Tuesday 19 March 2013

War, What is it good for?


As I sit here in Preston on a grey cloudy afternoon trying to focus on my dissertation my thoughts are 3000 miles away in the hot desert of Iraq. 10 years ago to the day since the country was invaded to fight a "war on terror”. 10 Years ago I was 15, still at school playing a silly amount of sports to keep me busy and doing well at school. By this point I had already decided that the army was going to be my future. Getting paid to play soldiers is good right?

I was bright enough to go to sixth form, my mentor and head of sixth form offered me the place there regardless of my upcoming GCSE results several times. I turned down the offer, I wanted to get away, carry on playing sport, have a good job and get paid for it. If any of you have ever been to Burnley, you might understand.

I had been 16 barely 3 months and I was walking through the gates of AFC Harrogate. 10 months I was there and to say I grew up in that time is more than an understatement. People say that coming to University is the transition from childhood to adulthood, a stint at AFC Harrogate will do that to anybody. My father died recently but the proudest day of my life thus far was seeing tears in his eyes as I marched passed him on finishing my training there. The memory is so vivid still and that was 9 years ago.  

Fast forward a few years, I am now 19 in a hot foreign land doing all the things we practised a million times in training. It might have been 35 degrees outside, but trust me that is better than -10 in the Brecon Beacons and snow. Compared to training these conditions were luxury, but the threat was very real. It wasn’t just a game anymore; people’s lives were at stake. To liberate a nation from an evil dictatorship who posed a serious threat to the world. Forget about the politics I was there to do a job and when it comes right down to very basic survival instincts what would you do? As it happens I did really believe I was fighting the good fight for a just cause.  While I was there, many things happened and sometimes the days felt like weeks and weeks felt like months. Every other day or so there would be a fire fight. I was only involved in one serious one and I know I was lucky that day. Some people were not so fortunate during my time there.

In the last year two of my closest friends have died whilst serving on operations. Both fighting the “War on terror” and both believing what they were doing was just and right. Every time I hear that a British serviceman has died I feel like a part of me has also died but for it to be somebody particularly close to me hurts beyond compare. One leaves behind a fiancĂ©e who is at a loss with the world and her career now and grieving in another continent as far away from this world as possible. She called me a hero and compared me to her dead boyfriend and one of my best friends. I was so overwhelmed with emotion, I felt guilty at first and then immense pride. I don’t take compliments very well, I went to London in February and a stranger said a similar thing to me.
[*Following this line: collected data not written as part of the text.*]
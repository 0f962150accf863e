use serde::{Deserialize, Serialize};

use crate::error::ReconError;

pub const DEFAULT_THRESHOLD: u8 = 90;

// ---------------------------------------------------------------------------
// Top-level config
// ---------------------------------------------------------------------------

#[derive(Debug, Clone, Deserialize)]
pub struct ReconConfig {
    pub name: String,
    pub inputs: InputConfig,
    #[serde(default)]
    pub matching: MatchingConfig,
    #[serde(default)]
    pub output: OutputConfig,
}

// ---------------------------------------------------------------------------
// Inputs
// ---------------------------------------------------------------------------

/// Paths are resolved relative to the config file's directory.
#[derive(Debug, Clone, Deserialize)]
pub struct InputConfig {
    pub website: String,
    pub catalog: String,
    #[serde(default)]
    pub website_columns: WebsiteColumns,
}

#[derive(Debug, Clone, Deserialize)]
pub struct WebsiteColumns {
    #[serde(default = "default_title_column")]
    pub title: String,
    #[serde(default = "default_authors_column")]
    pub authors: String,
}

fn default_title_column() -> String {
    "title".into()
}

fn default_authors_column() -> String {
    "authors".into()
}

impl Default for WebsiteColumns {
    fn default() -> Self {
        Self {
            title: default_title_column(),
            authors: default_authors_column(),
        }
    }
}

// ---------------------------------------------------------------------------
// Matching
// ---------------------------------------------------------------------------

#[derive(Debug, Clone, Deserialize)]
pub struct MatchingConfig {
    /// A pair is accepted only when its score is strictly greater.
    #[serde(default = "default_threshold")]
    pub threshold: u8,
    #[serde(default)]
    pub strategy: MatchStrategy,
}

fn default_threshold() -> u8 {
    DEFAULT_THRESHOLD
}

impl Default for MatchingConfig {
    fn default() -> Self {
        Self {
            threshold: DEFAULT_THRESHOLD,
            strategy: MatchStrategy::default(),
        }
    }
}

#[derive(Debug, Clone, Copy, Default, PartialEq, Eq, Deserialize, Serialize)]
#[serde(rename_all = "snake_case")]
pub enum MatchStrategy {
    /// Website order, best available title, no revisiting.
    #[default]
    Greedy,
    /// Highest-scoring pairs across the whole input are committed first.
    BestFirst,
}

impl std::fmt::Display for MatchStrategy {
    fn fmt(&self, f: &mut std::fmt::Formatter<'_>) -> std::fmt::Result {
        match self {
            Self::Greedy => write!(f, "greedy"),
            Self::BestFirst => write!(f, "best_first"),
        }
    }
}

// ---------------------------------------------------------------------------
// Output
// ---------------------------------------------------------------------------

#[derive(Debug, Clone, Default, Deserialize)]
pub struct OutputConfig {
    #[serde(default)]
    pub report: Option<String>,
    #[serde(default)]
    pub json: Option<String>,
}

// ---------------------------------------------------------------------------
// Parse + Validate
// ---------------------------------------------------------------------------

impl ReconConfig {
    pub fn from_toml(input: &str) -> Result<Self, ReconError> {
        let config: ReconConfig =
            toml::from_str(input).map_err(|e| ReconError::ConfigParse(e.to_string()))?;
        config.validate()?;
        Ok(config)
    }

    pub fn validate(&self) -> Result<(), ReconError> {
        if self.name.trim().is_empty() {
            return Err(ReconError::ConfigValidation("name must not be empty".into()));
        }

        if self.matching.threshold > 100 {
            return Err(ReconError::ConfigValidation(format!(
                "threshold must be between 0 and 100, got {}",
                self.matching.threshold
            )));
        }

        if self.inputs.website.trim().is_empty() {
            return Err(ReconError::ConfigValidation("inputs.website must not be empty".into()));
        }
        if self.inputs.catalog.trim().is_empty() {
            return Err(ReconError::ConfigValidation("inputs.catalog must not be empty".into()));
        }

        Ok(())
    }
}

// ---------------------------------------------------------------------------
// Tests
// ---------------------------------------------------------------------------

#[cfg(test)]
mod tests {
    use super::*;

    const MINIMAL: &str = r#"
name = "Lab publications"

[inputs]
website = "website.csv"
catalog = "catalog.json"
"#;

    #[test]
    fn parse_minimal_uses_defaults() {
        let config = ReconConfig::from_toml(MINIMAL).unwrap();
        assert_eq!(config.name, "Lab publications");
        assert_eq!(config.matching.threshold, 90);
        assert_eq!(config.matching.strategy, MatchStrategy::Greedy);
        assert_eq!(config.inputs.website_columns.title, "title");
        assert_eq!(config.inputs.website_columns.authors, "authors");
        assert!(config.output.report.is_none());
        assert!(config.output.json.is_none());
    }

    #[test]
    fn parse_full() {
        let input = r#"
name = "Full"

[inputs]
website = "web.csv"
catalog = "zot.json"

[inputs.website_columns]
title = "Title"
authors = "Authors"

[matching]
threshold = 85
strategy = "best_first"

[output]
report = "out.tsv"
json = "out.json"
"#;
        let config = ReconConfig::from_toml(input).unwrap();
        assert_eq!(config.matching.threshold, 85);
        assert_eq!(config.matching.strategy, MatchStrategy::BestFirst);
        assert_eq!(config.inputs.website_columns.title, "Title");
        assert_eq!(config.output.report.as_deref(), Some("out.tsv"));
        assert_eq!(config.output.json.as_deref(), Some("out.json"));
    }

    #[test]
    fn reject_threshold_above_100() {
        let input = format!("{MINIMAL}\n[matching]\nthreshold = 101\n");
        let err = ReconConfig::from_toml(&input).unwrap_err();
        assert!(err.to_string().contains("between 0 and 100"));
    }

    #[test]
    fn reject_unknown_strategy() {
        let input = format!("{MINIMAL}\n[matching]\nstrategy = \"hungarian\"\n");
        let err = ReconConfig::from_toml(&input).unwrap_err();
        assert!(matches!(err, ReconError::ConfigParse(_)));
    }

    #[test]
    fn reject_empty_input_path() {
        let input = r#"
name = "Bad"

[inputs]
website = ""
catalog = "catalog.json"
"#;
        let err = ReconConfig::from_toml(input).unwrap_err();
        assert!(err.to_string().contains("inputs.website"));
    }

    #[test]
    fn reject_missing_inputs() {
        let err = ReconConfig::from_toml("name = \"x\"\n").unwrap_err();
        assert!(matches!(err, ReconError::ConfigParse(_)));
    }
}
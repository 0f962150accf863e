// pubcheck - reconcile a publications page against a reference manager export

mod exit_codes;
mod recon;

use std::process::ExitCode;

use clap::Parser;

use exit_codes::{EXIT_SUCCESS, EXIT_USAGE};
use recon::ReconCommands;

#[derive(Parser)]
#[command(name = "pubcheck")]
#[command(about = "Reconcile website publication lists with a reference manager")]
#[command(long_version = long_version())]
#[command(version)]
#[command(subcommand_required = false)]
struct Cli {
    /// Increase log verbosity (-v info, -vv debug). RUST_LOG takes precedence.
    #[arg(short, long, action = clap::ArgAction::Count, global = true)]
    verbose: u8,

    #[command(subcommand)]
    command: Option<ReconCommands>,
}

fn long_version() -> &'static str {
    concat!(
        env!("CARGO_PKG_VERSION"),
        " (", env!("GIT_COMMIT_HASH"), ")",
        "\nengine:  pubcheck-recon ", env!("CARGO_PKG_VERSION"),
    )
}

fn init_logging(verbose: u8) {
    let level = match verbose {
        0 => "warn",
        1 => "info",
        _ => "debug",
    };
    env_logger::Builder::from_env(env_logger::Env::default().default_filter_or(level))
        .format_timestamp(None)
        .init();
}

#[derive(Debug)]
pub struct CliError {
    pub code: u8,
    pub message: String,
    pub hint: Option<String>,
}

impl CliError {
    pub fn new(code: u8, msg: impl Into<String>) -> Self {
        Self { code, message: msg.into(), hint: None }
    }

    pub fn args(msg: impl Into<String>) -> Self {
        Self::new(EXIT_USAGE, msg)
    }

    /// Add a hint to an existing error.
    pub fn with_hint(mut self, hint: impl Into<String>) -> Self {
        self.hint = Some(hint.into());
        self
    }
}

fn main() -> ExitCode {
    let cli = Cli::parse();
    init_logging(cli.verbose);

    let result = match cli.command {
        None => {
            // No subcommand = show help
            eprintln!("Usage: pubcheck <command> [options]");
            eprintln!("       pubcheck --help for more information");
            Ok(())
        }
        Some(cmd) => recon::cmd_recon(cmd),
    };

    match result {
        Ok(()) => ExitCode::from(EXIT_SUCCESS),
        Err(CliError { code, message, hint }) => {
            if !message.is_empty() {
                eprintln!("error: {}", message);
            }
            if let Some(hint) = hint {
                eprintln!("hint:  {}", hint);
            }
            ExitCode::from(code)
        }
    }
}
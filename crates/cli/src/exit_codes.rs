//! CLI Exit Code Registry
//!
//! Single source of truth for `pubcheck` exit codes.
//! Exit codes are part of the shell contract — scripts rely on them.
//!
//! # Exit Code Ranges
//!
//! | Range   | Domain    | Description                              |
//! |---------|-----------|------------------------------------------|
//! | 0       | Universal | Success                                  |
//! | 1       | Universal | General error (unspecified)              |
//! | 2       | Universal | CLI usage error (bad args)               |
//! | 60-69   | recon     | Reconciliation config/runtime/verdict    |

// =============================================================================
// Universal (0-2)
// =============================================================================

/// Success - command completed without errors.
pub const EXIT_SUCCESS: u8 = 0;

/// General error - unspecified failure.
/// Avoid using this; prefer a specific error code.
pub const EXIT_ERROR: u8 = 1;

/// Usage error - bad arguments, conflicting options.
pub const EXIT_USAGE: u8 = 2;

// =============================================================================
// Recon (60-69)
// =============================================================================

/// Config file failed to parse or validate.
pub const EXIT_RECON_INVALID_CONFIG: u8 = 60;

/// Input could not be read or loaded, or output could not be written.
pub const EXIT_RECON_RUNTIME: u8 = 61;

/// `--strict` run left website-only or catalog-only records.
pub const EXIT_RECON_UNMATCHED: u8 = 62;

#[cfg(test)]
mod tests {
    use super::*;

    #[test]
    fn recon_codes_are_distinct_and_in_range() {
        let codes = [EXIT_RECON_INVALID_CONFIG, EXIT_RECON_RUNTIME, EXIT_RECON_UNMATCHED];
        for code in codes {
            assert!((60..70).contains(&code));
        }
        assert_ne!(codes[0], codes[1]);
        assert_ne!(codes[1], codes[2]);
        assert_ne!(codes[0], codes[2]);
    }
}
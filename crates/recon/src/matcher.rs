use std::cmp::Reverse;

use log::debug;
use rayon::prelude::*;

use crate::model::{CatalogRecord, MatchOutcome, WebsiteRecord};
use crate::scorer::TitleScorer;

/// Greedy one-to-one matching in website order.
///
/// Each website record takes the best-scoring title still in the pool; a
/// match is accepted only when the score is strictly above `threshold`, and
/// the matched catalog record leaves the pool. The pool holds catalog indices
/// in input order, so equal titles stay distinct candidates and ties go to the
/// earliest remaining entry.
pub fn match_greedy(
    website: &[WebsiteRecord],
    catalog: &[CatalogRecord],
    threshold: u8,
    scorer: &dyn TitleScorer,
) -> Vec<MatchOutcome> {
    let mut pool: Vec<usize> = (0..catalog.len()).collect();
    let mut outcomes = Vec::with_capacity(website.len() + catalog.len());

    for record in website {
        // Scoring fans out; the pick and removal below stay on this thread.
        let scores: Vec<u8> = pool
            .par_iter()
            .map(|&ci| scorer.score(&record.title, &catalog[ci].title))
            .collect();

        match best_candidate(&scores) {
            Some((pos, score)) if score > threshold => {
                let ci = pool.remove(pos);
                debug!("matched '{}' -> '{}' ({score})", record.title, catalog[ci].title);
                outcomes.push(MatchOutcome::Matched {
                    website: record.clone(),
                    catalog: catalog[ci].clone(),
                    score,
                });
            }
            best => {
                let best_score = best.map_or(0, |(_, s)| s);
                debug!("no match for '{}' (best {best_score})", record.title);
                outcomes.push(MatchOutcome::WebsiteOnly {
                    website: record.clone(),
                    best_score,
                });
            }
        }
    }

    outcomes.extend(pool.into_iter().map(|ci| MatchOutcome::CatalogOnly {
        catalog: catalog[ci].clone(),
    }));
    outcomes
}

/// Global best-first matching.
///
/// Every website × catalog pair is scored up front; pairs above `threshold`
/// are committed in descending score order (ties by website then catalog
/// index) while both sides are unclaimed. Output order matches
/// [`match_greedy`]: website order, then leftover catalog records.
pub fn match_best_first(
    website: &[WebsiteRecord],
    catalog: &[CatalogRecord],
    threshold: u8,
    scorer: &dyn TitleScorer,
) -> Vec<MatchOutcome> {
    let matrix: Vec<Vec<u8>> = website
        .par_iter()
        .map(|w| {
            catalog
                .iter()
                .map(|c| scorer.score(&w.title, &c.title))
                .collect::<Vec<u8>>()
        })
        .collect();

    let mut candidates: Vec<(u8, usize, usize)> = matrix
        .iter()
        .enumerate()
        .flat_map(|(wi, row)| row.iter().enumerate().map(move |(ci, &s)| (s, wi, ci)))
        .filter(|&(s, _, _)| s > threshold)
        .collect();
    candidates.sort_by_key(|&(s, wi, ci)| (Reverse(s), wi, ci));

    let mut assigned: Vec<Option<usize>> = vec![None; website.len()];
    let mut claimed = vec![false; catalog.len()];
    for (score, wi, ci) in candidates {
        if assigned[wi].is_some() || claimed[ci] {
            continue;
        }
        debug!("matched '{}' -> '{}' ({score})", website[wi].title, catalog[ci].title);
        assigned[wi] = Some(ci);
        claimed[ci] = true;
    }

    let mut outcomes = Vec::with_capacity(website.len() + catalog.len());
    for (wi, record) in website.iter().enumerate() {
        match assigned[wi] {
            Some(ci) => outcomes.push(MatchOutcome::Matched {
                website: record.clone(),
                catalog: catalog[ci].clone(),
                score: matrix[wi][ci],
            }),
            None => {
                let best_score = matrix[wi]
                    .iter()
                    .enumerate()
                    .filter(|(ci, _)| !claimed[*ci])
                    .map(|(_, &s)| s)
                    .max()
                    .unwrap_or(0);
                outcomes.push(MatchOutcome::WebsiteOnly {
                    website: record.clone(),
                    best_score,
                });
            }
        }
    }

    outcomes.extend(
        catalog
            .iter()
            .enumerate()
            .filter(|(ci, _)| !claimed[*ci])
            .map(|(_, c)| MatchOutcome::CatalogOnly { catalog: c.clone() }),
    );
    outcomes
}

/// Position and score of the highest score; earliest position wins ties.
fn best_candidate(scores: &[u8]) -> Option<(usize, u8)> {
    scores
        .iter()
        .copied()
        .enumerate()
        .fold(None, |best, (i, s)| match best {
            Some((_, b)) if b >= s => best,
            _ => Some((i, s)),
        })
}

#[cfg(test)]
mod tests {
    use super::*;
    use crate::scorer::TokenScorer;
    use chrono::NaiveDate;

    fn web(title: &str) -> WebsiteRecord {
        WebsiteRecord {
            title: title.into(),
            authors: String::new(),
        }
    }

    fn cat(title: &str) -> CatalogRecord {
        CatalogRecord {
            title: title.into(),
            authors: vec![],
            date: NaiveDate::from_ymd_opt(2024, 3, 1).unwrap(),
            url: format!("https://doi.org/{}", title.len()),
        }
    }

    /// Scores read from a table keyed by (website, catalog) title; 0 otherwise.
    fn table(
        entries: &'static [(&'static str, &'static str, u8)],
    ) -> impl Fn(&str, &str) -> u8 + Sync {
        move |a: &str, b: &str| {
            entries
                .iter()
                .find(|(x, y, _)| *x == a && *y == b)
                .map_or(0, |(_, _, s)| *s)
        }
    }

    #[test]
    fn best_candidate_prefers_earliest_on_tie() {
        assert_eq!(best_candidate(&[40, 92, 92, 10]), Some((1, 92)));
        assert_eq!(best_candidate(&[]), None);
    }

    #[test]
    fn greedy_exact_match() {
        let out = match_greedy(
            &[web("Deep Learning for X")],
            &[cat("Deep Learning for X")],
            90,
            &TokenScorer,
        );
        assert_eq!(out.len(), 1);
        match &out[0] {
            MatchOutcome::Matched { website, catalog, score } => {
                assert_eq!(*score, 100);
                assert_eq!(website.title, catalog.title);
            }
            other => panic!("expected match, got {other:?}"),
        }
    }

    #[test]
    fn greedy_punctuation_only_difference_matches_at_99() {
        let out = match_greedy(
            &[web("Deep learning, for X!")],
            &[cat("deep LEARNING for x")],
            99,
            &TokenScorer,
        );
        assert_eq!(out.len(), 1);
        assert!(matches!(&out[0], MatchOutcome::Matched { score: 100, .. }));
    }

    #[test]
    fn greedy_threshold_is_strict() {
        let scorer = table(&[("a", "b", 90)]);
        let out = match_greedy(&[web("a")], &[cat("b")], 90, &scorer);
        assert_eq!(
            out,
            vec![
                MatchOutcome::WebsiteOnly { website: web("a"), best_score: 90 },
                MatchOutcome::CatalogOnly { catalog: cat("b") },
            ]
        );

        let out = match_greedy(&[web("a")], &[cat("b")], 89, &scorer);
        assert_eq!(out[0].label(), "matched");
    }

    #[test]
    fn greedy_removes_claimed_title() {
        let scorer = table(&[("first", "target", 95), ("second", "target", 99)]);
        let out = match_greedy(&[web("first"), web("second")], &[cat("target")], 90, &scorer);
        assert_eq!(out.len(), 2);
        assert!(matches!(&out[0], MatchOutcome::Matched { score: 95, .. }));
        // The pool is empty by the time "second" is scored.
        assert_eq!(
            out[1],
            MatchOutcome::WebsiteOnly { website: web("second"), best_score: 0 }
        );
    }

    #[test]
    fn greedy_empty_catalog_scores_zero() {
        let out = match_greedy(&[web("A")], &[], 90, &TokenScorer);
        assert_eq!(out, vec![MatchOutcome::WebsiteOnly { website: web("A"), best_score: 0 }]);
    }

    #[test]
    fn greedy_empty_website_keeps_catalog_order() {
        let out = match_greedy(&[], &[cat("z"), cat("a"), cat("m")], 90, &TokenScorer);
        let titles: Vec<_> = out.iter().map(|o| o.catalog().unwrap().title.as_str()).collect();
        assert_eq!(titles, vec!["z", "a", "m"]);
        assert!(out.iter().all(|o| o.label() == "catalog_only"));
    }

    #[test]
    fn greedy_leftovers_follow_catalog_order() {
        let scorer = table(&[("w", "c2", 100)]);
        let out = match_greedy(&[web("w")], &[cat("c1"), cat("c2"), cat("c3")], 90, &scorer);
        let labels: Vec<_> = out.iter().map(|o| o.label()).collect();
        assert_eq!(labels, vec!["matched", "catalog_only", "catalog_only"]);
        assert_eq!(out[1].catalog().unwrap().title, "c1");
        assert_eq!(out[2].catalog().unwrap().title, "c3");
    }

    #[test]
    fn greedy_duplicate_titles_are_distinct_candidates() {
        let mut first = cat("Same title");
        first.url = "https://one".into();
        let mut second = cat("Same title");
        second.url = "https://two".into();

        let out = match_greedy(
            &[web("Same title"), web("Same title")],
            &[first, second],
            90,
            &TokenScorer,
        );
        let urls: Vec<_> = out.iter().map(|o| o.catalog().unwrap().url.as_str()).collect();
        assert_eq!(urls, vec!["https://one", "https://two"]);
        assert!(out.iter().all(|o| o.label() == "matched"));
    }

    #[test]
    fn greedy_is_order_dependent_where_best_first_is_not() {
        // "w1" grabs "c1" even though "w2" is a stronger fit for it.
        let scorer = table(&[
            ("w1", "c1", 93),
            ("w1", "c2", 92),
            ("w2", "c1", 99),
        ]);
        let website = [web("w1"), web("w2")];
        let catalog = [cat("c1"), cat("c2")];

        let greedy = match_greedy(&website, &catalog, 90, &scorer);
        assert_eq!(greedy[0].catalog().unwrap().title, "c1");
        assert_eq!(greedy[1].label(), "website_only");
        assert_eq!(greedy[2].catalog().unwrap().title, "c2");

        let best = match_best_first(&website, &catalog, 90, &scorer);
        assert_eq!(best.len(), 2);
        assert_eq!(best[0].catalog().unwrap().title, "c2");
        assert_eq!(best[1].catalog().unwrap().title, "c1");
        assert!(best.iter().all(|o| o.label() == "matched"));
    }

    #[test]
    fn best_first_reports_best_unclaimed_score() {
        let scorer = table(&[("w1", "c1", 99), ("w2", "c1", 98), ("w2", "c2", 40)]);
        let out = match_best_first(&[web("w1"), web("w2")], &[cat("c1"), cat("c2")], 90, &scorer);
        assert_eq!(
            out[1],
            MatchOutcome::WebsiteOnly { website: web("w2"), best_score: 40 }
        );
        assert_eq!(out[2], MatchOutcome::CatalogOnly { catalog: cat("c2") });
    }

    #[test]
    fn best_first_empty_inputs() {
        assert!(match_best_first(&[], &[], 90, &TokenScorer).is_empty());
        let out = match_best_first(&[web("A")], &[], 90, &TokenScorer);
        assert_eq!(out, vec![MatchOutcome::WebsiteOnly { website: web("A"), best_score: 0 }]);
    }
}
It makes me very humble that people can hold me in that esteem. People like my friends are the real heroes though; they died fighting for a righteous cause that they believed in. Me, a hero? Pftt I am nothing but a mere man.     

I left the Army just before I was 21 after 4 and a half years, I didn’t want to leave but was medically forced to leave. Some people say that you can never let go of the army no matter how long you have been away. But it is the army that never lets go of you, it is always a part of your heart and your soul. Maybe I was the lucky one, I got away.